The FDA said detectable levels of chromium -- both in sick cows and those that hadn't been exposed to the substance -- were well below the acceptable level of 100 parts per billion allowed in drinking water by the U.S. Environmental Protection Agency.


U.S. Orders Boost in Flu Shot Supply

The U.S. Centers for Disease Control and Prevention has asked flu shot manufacturers to produce 100 million inoculations for the upcoming season, saying it's determined to avoid the shortages that plagued many areas last winter.

Last year, manufacturers had distributed their entire supply of 87 million shots by December, due to an early start to the season and fears that the dominant strain was going to be more severe than in prior years, according to the Associated Press. The vaccines take months to prepare, so at the time, the agency began urging people to opt for a newer, but costlier, nasal spray version instead.

The 100 million shots to be produced for the upcoming season do not include an additional 4.5 million shots ordered by the CDC itself in the first-ever stockpiling of the vaccine for children and others most at risk, the AP said.

With fresh memories of last year's shortages and new CDC guidelines recommending that children 6 months to 23 months old be vaccinated, the agency says it expects demand to be higher than normal this winter, according to the wire service.


How to Strip Snorers of Their Drone

In most cases, snoring is harmless -- except when it results in lost sleep among those nearest the buzzsaw.

If you're among those so inflicted, take heart. Hong Kong researchers say they've come up with a way to strip many snorers of their ceaseless buzz -- small plastic strips applied to the soft tissue at the top of the mouth, the New York Times reports.

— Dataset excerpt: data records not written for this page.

use std::time::Duration;

use thiserror::Error;

pub const DEFAULT_FROM_EMAIL: &str = "contact@anipotts.com";
pub const DEFAULT_SITE_URL: &str = "https://anipotts.com";
pub const DEFAULT_RELAY_TIMEOUT_SECS: u64 = 10;

/// Address shown to visitors when the contact form cannot be delivered.
pub const FALLBACK_CONTACT_EMAIL: &str = "ani@anipotts.com";

#[derive(Error, Debug, Clone, PartialEq)]
pub enum ConfigError {
    #[error("{key} must be a whole number of seconds, got {value:?}")]
    InvalidDuration { key: &'static str, value: String },
}

/// Credentials for the transactional email provider.
#[derive(Debug, Clone, PartialEq)]
pub struct RelayConfig {
    pub api_key: String,
    pub from: String,
    pub to: String,
    pub timeout: Duration,
}

/// Site configuration read from the environment.
///
/// | Env Var                      | Default                  |
/// |------------------------------|--------------------------|
/// | `RESEND_API_KEY`             | unset (relay disabled)   |
/// | `RESEND_TO_EMAIL`            | unset (relay disabled)   |
/// | `RESEND_FROM_EMAIL`          | `contact@anipotts.com`   |
/// | `SITE_URL`                   | `https://anipotts.com`   |
/// | `CONTACT_RELAY_TIMEOUT_SECS` | `10`                     |
#[derive(Debug, Clone, PartialEq)]
pub struct SiteConfig {
    pub site_url: String,
    /// `None` turns the contact endpoint into a no-op success.
    pub relay: Option<RelayConfig>,
}

impl SiteConfig {
    pub fn from_env() -> Result<Self, ConfigError> {
        Self::from_lookup(|key| std::env::var(key).ok())
    }

    /// Build from any key lookup. Blank values count as unset.
    pub fn from_lookup<F>(lookup: F) -> Result<Self, ConfigError>
    where
        F: Fn(&str) -> Option<String>,
    {
        let get = |key: &str| lookup(key).filter(|v| !v.trim().is_empty());

        let site_url = get("SITE_URL")
            .unwrap_or_else(|| DEFAULT_SITE_URL.to_string())
            .trim_end_matches('/')
            .to_string();

        let timeout = match get("CONTACT_RELAY_TIMEOUT_SECS") {
            Some(raw) => raw
                .trim()
                .parse::<u64>()
                .map_err(|_| ConfigError::InvalidDuration {
                    key: "CONTACT_RELAY_TIMEOUT_SECS",
                    value: raw.clone(),
                })?,
            None => DEFAULT_RELAY_TIMEOUT_SECS,
        };

        let relay = match (get("RESEND_API_KEY"), get("RESEND_TO_EMAIL")) {
            (Some(api_key), Some(to)) => Some(RelayConfig {
                api_key,
                to,
                from: get("RESEND_FROM_EMAIL").unwrap_or_else(|| DEFAULT_FROM_EMAIL.to_string()),
                timeout: Duration::from_secs(timeout),
            }),
            _ => None,
        };

        Ok(Self { site_url, relay })
    }
}

impl Default for SiteConfig {
    fn default() -> Self {
        Self {
            site_url: DEFAULT_SITE_URL.to_string(),
            relay: None,
        }
    }
}

#[cfg(test)]
mod tests {
    use std::collections::HashMap;

    use super::*;

    fn config_from(pairs: &[(&str, &str)]) -> Result<SiteConfig, ConfigError> {
        let env = pairs
            .iter()
            .map(|(k, v)| (k.to_string(), v.to_string()))
            .collect::<HashMap<_, _>>();
        SiteConfig::from_lookup(|key| env.get(key).cloned())
    }

    #[test]
    fn test_defaults_disable_relay() {
        let config = config_from(&[]).expect("defaults are valid");
        assert_eq!(config, SiteConfig::default());
        assert!(config.relay.is_none());
    }

    #[test]
    fn test_relay_needs_key_and_recipient() {
        let key_only = config_from(&[("RESEND_API_KEY", "re_123")]).expect("valid");
        assert!(key_only.relay.is_none());

        let blank_to = config_from(&[("RESEND_API_KEY", "re_123"), ("RESEND_TO_EMAIL", "  ")])
            .expect("valid");
        assert!(blank_to.relay.is_none());

        let full = config_from(&[
            ("RESEND_API_KEY", "re_123"),
            ("RESEND_TO_EMAIL", "me@example.com"),
            ("CONTACT_RELAY_TIMEOUT_SECS", "3"),
        ])
        .expect("valid");
        let relay = full.relay.expect("relay configured");
        assert_eq!(relay.from, DEFAULT_FROM_EMAIL);
        assert_eq!(relay.to, "me@example.com");
        assert_eq!(relay.timeout, Duration::from_secs(3));
    }

    #[test]
    fn test_site_url_trailing_slash_trimmed() {
        let config = config_from(&[("SITE_URL", "https://example.com/")]).expect("valid");
        assert_eq!(config.site_url, "https://example.com");
    }

    #[test]
    fn test_bad_timeout_is_an_error() {
        let err = config_from(&[("CONTACT_RELAY_TIMEOUT_SECS", "soon")]).unwrap_err();
        assert_eq!(
            err,
            ConfigError::InvalidDuration {
                key: "CONTACT_RELAY_TIMEOUT_SECS",
                value: "soon".to_string()
            }
        );
    }
}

The strips stiffen the otherwise vibrating soft palate that's at the heart of a snorer's bellow, according to the researchers' article published in the Archives of Otolaryngology. Patients who wore the strips reported a drop in daytime sleepiness.

But the happiest campers were the patients' significant others. Their ratings of partners' loudness fell from an average of 79 out of 100, to just 48 at the conclusion of the three-month study. And once the trial ended, none of the 12 snoring participants still fell into the study's most severe classification: snoring loud enough to be "heard outside the house," the Times said.